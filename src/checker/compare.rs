use crate::value::Value;

/// Whether the re-read `new` value matches the snapshot `old`.
///
/// Maps compare one way: keys present only in `old` are ignored, and a
/// non-map `new` has no keys to disagree with.
pub fn compare_values(old: &Value, new: &Value) -> bool {
    match old {
        Value::Set(old_items) => match new {
            Value::Set(new_items) | Value::List(new_items) => {
                compare_item_slices(old_items, new_items)
            }
            Value::Null => compare_item_slices(old_items, &[]),
            _ => false,
        },
        Value::List(old_items) => match new {
            Value::List(new_items) | Value::Set(new_items) => {
                compare_item_slices(old_items, new_items)
            }
            Value::Null => compare_item_slices(old_items, &[]),
            _ => false,
        },
        Value::Map(old_entries) => match new {
            Value::Map(new_entries) => new_entries
                .iter()
                .all(|(k, v)| old_entries.get(k).unwrap_or(&Value::Null) == v),
            _ => true,
        },
        scalar => scalar == new,
    }
}

fn compare_item_slices(old: &[Value], new: &[Value]) -> bool {
    // A single empty block stands in for "no value" in some nested encodings.
    if new.is_empty() && old.len() == 1 {
        if let Value::Map(entries) = &old[0] {
            if entries.is_empty() {
                return true;
            }
        }
    }
    slice_equal(old, new)
}

/// Order-independent comparison: same length, and every element on each side
/// has a structurally equal counterpart on the other.
pub fn slice_equal(old: &[Value], new: &[Value]) -> bool {
    if old.len() != new.len() {
        return false;
    }
    if old.is_empty() {
        return true;
    }
    // Maps have no usable ordering, so scan both directions.
    covers(old, new) && covers(new, old)
}

fn covers(from: &[Value], to: &[Value]) -> bool {
    from.iter().all(|item| to.iter().any(|candidate| candidate == item))
}
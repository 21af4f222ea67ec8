use thiserror::Error;

use crate::retry::RetryError;
use crate::value::Value;

/// Re-read state still differs from the tracked snapshot.
#[derive(Debug, Clone, PartialEq, Error)]
#[error("mismatch on attribute {attribute}:\nexpected value: {expected}\nactual value:   {actual}")]
pub struct MismatchError {
    pub attribute: String,
    pub expected: Value,
    pub actual: Value,
}

impl From<MismatchError> for RetryError {
    fn from(err: MismatchError) -> Self {
        RetryError::retryable(err)
    }
}
use tracing::{debug, info, trace};

use super::frame::Frame;
use super::handlers::{CloseHandler, EchoProcessor, HeartbeatResponder};
use crate::connection::Connection;

/// What happened to an inbound frame.
#[derive(Debug, Clone, PartialEq, Eq)]
pub enum Dispatch {
    /// A handler queued a response.
    Replied,
    /// The close handler ran; the session is now closing.
    Closing,
    /// The session was not open, so the frame was dropped.
    Discarded,
    /// Not handled here; the protocol layer's default handling applies.
    Forwarded(Frame),
}

/// Routes one inbound frame to its handler. Only an OPEN session dispatches.
pub fn dispatch(connection: &Connection, frame: Frame) -> Dispatch {
    if !connection.state_cell().is_open() {
        trace!(
            connection = %connection.id(),
            state = ?connection.state(),
            kind = frame.kind(),
            "discarding frame"
        );
        return Dispatch::Discarded;
    }

    match frame {
        Frame::Ping(payload) => reply(connection, HeartbeatResponder::respond(payload)),
        Frame::Text(content) => {
            info!(connection = %connection.id(), text = %content, "text message");
            reply(connection, EchoProcessor::process(&content))
        }
        Frame::Close(reason) => {
            CloseHandler::handle(connection, reason);
            Dispatch::Closing
        }
        frame @ (Frame::Binary(_) | Frame::Pong(_) | Frame::Continuation(_)) => {
            Dispatch::Forwarded(frame)
        }
    }
}

fn reply(connection: &Connection, frame: Frame) -> Dispatch {
    if let Err(e) = connection.send(frame) {
        debug!(connection = %connection.id(), error = %e, "response dropped");
    }
    Dispatch::Replied
}
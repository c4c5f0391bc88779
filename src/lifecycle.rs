//! Per-connection event handling: registry bookkeeping, handshake decisions
//! and frame dispatch.
//!
//! The transport reports `connect`, `upgrade request`, `frame` and
//! `disconnect` events for each connection, in that order and from one task
//! per connection. Removal from the registry happens only on disconnect, so
//! every close path (peer close frame, rejected handshake, errors, shutdown)
//! ends in exactly one removal.

use std::sync::Arc;
use tracing::{debug, info, warn};

use crate::connection::{Connection, ConnectionState, Outbound};
use crate::handshake::{self, Decision, HandshakeRequest};
use crate::registry::Registry;
use crate::websocket::{self, Dispatch, Frame};

pub struct SessionManager {
    path: String,
    registry: Arc<Registry>,
}

impl SessionManager {
    pub fn new(path: impl Into<String>, registry: Arc<Registry>) -> Self {
        Self {
            path: path.into(),
            registry,
        }
    }

    pub fn registry(&self) -> &Arc<Registry> {
        &self.registry
    }

    /// A new connection was accepted. It is tracked from this point on, so a
    /// disconnect during the handshake is still cleaned up.
    pub fn on_connect(&self, outbound: Arc<dyn Outbound>) -> Arc<Connection> {
        let connection = Arc::new(Connection::new(outbound));
        self.registry.insert(connection.id());
        debug!(connection = %connection.id(), "client connected");
        connection
    }

    /// The client asked to upgrade to `raw_target`. On approval the session
    /// is OPEN; on rejection termination has been requested and the caller
    /// must not send any upgrade response.
    pub fn on_upgrade_request(&self, connection: &Connection, raw_target: &str) -> Decision {
        let request = HandshakeRequest::new(raw_target);
        debug!(
            connection = %connection.id(),
            params = ?request.params(),
            "handshake parameters"
        );

        match handshake::validate(&request, &self.path) {
            Decision::Approved(target) => {
                if !connection
                    .state_cell()
                    .transition(ConnectionState::Connecting, ConnectionState::Open)
                {
                    debug!(
                        connection = %connection.id(),
                        state = ?connection.state(),
                        "handshake arrived after close was requested"
                    );
                    return Decision::Rejected;
                }
                info!(
                    connection = %connection.id(),
                    target = %request.target(),
                    rewritten = %target,
                    "handshake accepted"
                );
                connection.set_target(target.clone());
                Decision::Approved(target)
            }
            Decision::Rejected => {
                warn!(
                    connection = %connection.id(),
                    target = %request.target(),
                    path = %self.path,
                    "handshake rejected"
                );
                connection.request_close();
                Decision::Rejected
            }
        }
    }

    pub fn on_frame(&self, connection: &Connection, frame: Frame) -> Dispatch {
        websocket::dispatch(connection, frame)
    }

    /// The transport connection is gone, for whatever reason.
    pub fn on_disconnect(&self, connection: &Connection) {
        let previous = connection.state_cell().close();
        let removed = self.registry.remove(connection.id());
        debug!(
            connection = %connection.id(),
            previous = ?previous,
            removed,
            "client disconnected"
        );
    }
}
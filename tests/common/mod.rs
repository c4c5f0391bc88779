//! Shared helpers for the endpoint integration tests.

use std::net::{IpAddr, Ipv4Addr};
use std::time::Duration;
use tokio::net::TcpStream;
use tokio_tungstenite::{connect_async, MaybeTlsStream, WebSocketStream};
use websocket_endpoint::{ServerConfig, ServerHandle, WebSocketServer};

pub type Client = WebSocketStream<MaybeTlsStream<TcpStream>>;

/// Starts a server on an ephemeral loopback port.
pub async fn start_server(path: &str) -> ServerHandle {
    let mut config = ServerConfig::new(path);
    config.host = IpAddr::V4(Ipv4Addr::LOCALHOST);
    config.port = 0;
    config.handshake_timeout_secs = 2;
    WebSocketServer::start(config).await.expect("server starts")
}

pub fn ws_url(server: &ServerHandle, target: &str) -> String {
    format!("ws://{}{}", server.local_addr(), target)
}

pub async fn connect(server: &ServerHandle, target: &str) -> Client {
    let (ws, response) = connect_async(ws_url(server, target))
        .await
        .expect("handshake succeeds");
    assert_eq!(response.status().as_u16(), 101);
    ws
}

/// Polls until the server tracks exactly `expected` sessions.
pub async fn wait_for_live(server: &ServerHandle, expected: usize) -> bool {
    let deadline = tokio::time::Instant::now() + Duration::from_secs(5);
    while tokio::time::Instant::now() < deadline {
        if server.live_connections() == expected {
            return true;
        }
        tokio::time::sleep(Duration::from_millis(10)).await;
    }
    server.live_connections() == expected
}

########

> [Task to carry out]:
The lines to report are those in the material above that contain the word "covers"; copy every one of them.

> [Response below]:
    covers(old, new) && covers(new, old)
fn covers(from: &[Value], to: &[Value]) -> bool {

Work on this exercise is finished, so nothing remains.